(DATA EXCERPTS begins)
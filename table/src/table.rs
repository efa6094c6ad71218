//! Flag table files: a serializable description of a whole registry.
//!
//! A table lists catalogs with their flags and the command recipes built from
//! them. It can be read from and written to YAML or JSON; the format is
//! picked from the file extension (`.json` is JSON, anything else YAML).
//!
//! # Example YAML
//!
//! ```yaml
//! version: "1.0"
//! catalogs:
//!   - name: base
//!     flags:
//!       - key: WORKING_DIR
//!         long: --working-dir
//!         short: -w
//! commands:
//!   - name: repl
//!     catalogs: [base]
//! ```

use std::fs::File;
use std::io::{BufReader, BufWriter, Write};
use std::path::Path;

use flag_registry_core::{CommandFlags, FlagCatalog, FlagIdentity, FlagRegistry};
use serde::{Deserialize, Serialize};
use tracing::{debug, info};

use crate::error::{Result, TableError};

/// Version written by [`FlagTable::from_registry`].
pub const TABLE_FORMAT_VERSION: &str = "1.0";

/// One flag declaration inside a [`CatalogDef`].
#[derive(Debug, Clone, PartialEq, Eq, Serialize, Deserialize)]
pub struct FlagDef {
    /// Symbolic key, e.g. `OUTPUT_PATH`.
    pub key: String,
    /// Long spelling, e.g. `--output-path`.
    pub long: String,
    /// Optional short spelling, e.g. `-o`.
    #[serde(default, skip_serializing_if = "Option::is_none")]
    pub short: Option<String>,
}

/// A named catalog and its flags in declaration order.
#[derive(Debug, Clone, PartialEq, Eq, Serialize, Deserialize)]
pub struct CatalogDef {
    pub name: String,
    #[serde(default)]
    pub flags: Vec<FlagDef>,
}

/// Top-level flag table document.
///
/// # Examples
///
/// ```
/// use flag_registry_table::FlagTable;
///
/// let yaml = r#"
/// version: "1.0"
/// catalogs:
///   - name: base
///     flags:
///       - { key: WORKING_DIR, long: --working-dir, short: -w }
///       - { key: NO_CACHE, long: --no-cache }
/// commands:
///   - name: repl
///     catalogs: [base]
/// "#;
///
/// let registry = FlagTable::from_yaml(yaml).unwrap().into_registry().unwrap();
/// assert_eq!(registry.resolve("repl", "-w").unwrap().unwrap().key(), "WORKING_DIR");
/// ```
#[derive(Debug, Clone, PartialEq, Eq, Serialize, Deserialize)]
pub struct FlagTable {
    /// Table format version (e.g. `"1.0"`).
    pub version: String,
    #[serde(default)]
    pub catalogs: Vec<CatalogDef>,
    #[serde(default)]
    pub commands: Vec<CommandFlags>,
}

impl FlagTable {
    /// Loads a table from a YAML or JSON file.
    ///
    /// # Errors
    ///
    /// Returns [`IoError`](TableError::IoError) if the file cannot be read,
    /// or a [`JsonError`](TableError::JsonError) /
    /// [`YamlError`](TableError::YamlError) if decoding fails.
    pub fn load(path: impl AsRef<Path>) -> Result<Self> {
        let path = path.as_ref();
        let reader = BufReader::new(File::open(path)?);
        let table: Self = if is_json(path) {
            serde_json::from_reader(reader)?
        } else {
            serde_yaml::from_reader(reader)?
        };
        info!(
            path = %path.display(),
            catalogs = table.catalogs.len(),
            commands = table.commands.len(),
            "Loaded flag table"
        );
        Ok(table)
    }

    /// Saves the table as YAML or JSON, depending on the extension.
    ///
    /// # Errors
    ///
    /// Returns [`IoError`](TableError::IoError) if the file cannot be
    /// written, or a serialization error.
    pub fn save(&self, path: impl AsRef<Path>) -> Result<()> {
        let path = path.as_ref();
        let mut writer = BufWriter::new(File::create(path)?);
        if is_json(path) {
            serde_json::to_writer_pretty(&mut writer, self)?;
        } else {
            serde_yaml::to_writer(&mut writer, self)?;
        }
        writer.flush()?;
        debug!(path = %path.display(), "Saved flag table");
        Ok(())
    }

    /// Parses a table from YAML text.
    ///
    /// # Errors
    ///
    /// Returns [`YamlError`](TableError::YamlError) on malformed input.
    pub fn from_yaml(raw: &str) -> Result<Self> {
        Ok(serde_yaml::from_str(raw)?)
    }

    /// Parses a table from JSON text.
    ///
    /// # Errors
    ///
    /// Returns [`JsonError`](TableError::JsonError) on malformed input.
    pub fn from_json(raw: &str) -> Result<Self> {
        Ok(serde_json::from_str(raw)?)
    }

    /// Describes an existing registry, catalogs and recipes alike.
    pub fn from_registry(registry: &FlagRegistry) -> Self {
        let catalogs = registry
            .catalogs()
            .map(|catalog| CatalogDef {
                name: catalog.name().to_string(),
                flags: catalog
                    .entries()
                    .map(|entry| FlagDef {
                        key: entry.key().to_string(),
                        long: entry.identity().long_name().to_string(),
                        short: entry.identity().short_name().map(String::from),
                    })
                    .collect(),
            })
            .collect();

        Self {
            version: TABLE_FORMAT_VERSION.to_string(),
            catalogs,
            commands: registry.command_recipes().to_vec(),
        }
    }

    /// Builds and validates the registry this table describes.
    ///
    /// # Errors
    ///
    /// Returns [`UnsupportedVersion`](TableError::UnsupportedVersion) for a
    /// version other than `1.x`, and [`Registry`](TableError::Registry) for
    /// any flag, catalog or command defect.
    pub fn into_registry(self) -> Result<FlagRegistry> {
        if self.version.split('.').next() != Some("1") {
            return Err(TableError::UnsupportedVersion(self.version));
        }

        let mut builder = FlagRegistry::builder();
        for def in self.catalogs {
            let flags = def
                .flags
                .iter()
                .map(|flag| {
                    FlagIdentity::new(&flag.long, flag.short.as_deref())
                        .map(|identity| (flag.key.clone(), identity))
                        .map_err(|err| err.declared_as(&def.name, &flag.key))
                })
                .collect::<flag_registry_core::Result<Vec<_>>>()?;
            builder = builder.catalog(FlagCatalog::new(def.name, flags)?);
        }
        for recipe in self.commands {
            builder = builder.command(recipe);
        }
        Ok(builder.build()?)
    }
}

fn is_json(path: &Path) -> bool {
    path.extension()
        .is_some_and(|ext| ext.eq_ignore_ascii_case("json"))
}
(DATA EXCERPTS ends)
(DATA EXCERPTS begins)
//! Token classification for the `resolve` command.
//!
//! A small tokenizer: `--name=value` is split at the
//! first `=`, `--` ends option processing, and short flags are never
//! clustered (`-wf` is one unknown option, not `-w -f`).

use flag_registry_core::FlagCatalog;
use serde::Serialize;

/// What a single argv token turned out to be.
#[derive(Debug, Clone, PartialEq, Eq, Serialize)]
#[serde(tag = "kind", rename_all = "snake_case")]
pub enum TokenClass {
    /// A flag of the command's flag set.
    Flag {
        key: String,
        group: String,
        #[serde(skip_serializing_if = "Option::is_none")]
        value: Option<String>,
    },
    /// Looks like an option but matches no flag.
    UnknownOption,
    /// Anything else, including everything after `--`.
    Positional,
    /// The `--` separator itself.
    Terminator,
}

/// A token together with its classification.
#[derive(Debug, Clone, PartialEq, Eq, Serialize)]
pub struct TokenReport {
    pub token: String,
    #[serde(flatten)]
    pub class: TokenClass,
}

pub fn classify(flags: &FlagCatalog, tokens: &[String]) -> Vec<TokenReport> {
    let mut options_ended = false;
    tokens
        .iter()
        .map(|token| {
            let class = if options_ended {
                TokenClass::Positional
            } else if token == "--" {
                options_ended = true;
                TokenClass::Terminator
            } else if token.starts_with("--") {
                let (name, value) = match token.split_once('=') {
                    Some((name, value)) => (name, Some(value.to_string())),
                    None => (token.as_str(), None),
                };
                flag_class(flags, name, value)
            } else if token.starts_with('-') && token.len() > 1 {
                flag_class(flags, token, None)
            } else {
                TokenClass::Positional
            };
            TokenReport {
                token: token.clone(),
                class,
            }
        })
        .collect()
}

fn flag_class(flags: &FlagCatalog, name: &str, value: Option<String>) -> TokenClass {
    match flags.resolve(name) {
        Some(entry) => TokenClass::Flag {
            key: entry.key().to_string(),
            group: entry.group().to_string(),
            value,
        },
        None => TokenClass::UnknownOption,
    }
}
(DATA EXCERPTS ends)
Find the lines above that contain the word "CatalogDef" and copy each one.

__OUTPUT FOR THIS EXERCISE__
/// One flag declaration inside a [`CatalogDef`].
pub struct CatalogDef {
    pub catalogs: Vec<CatalogDef>,
            .map(|catalog| CatalogDef {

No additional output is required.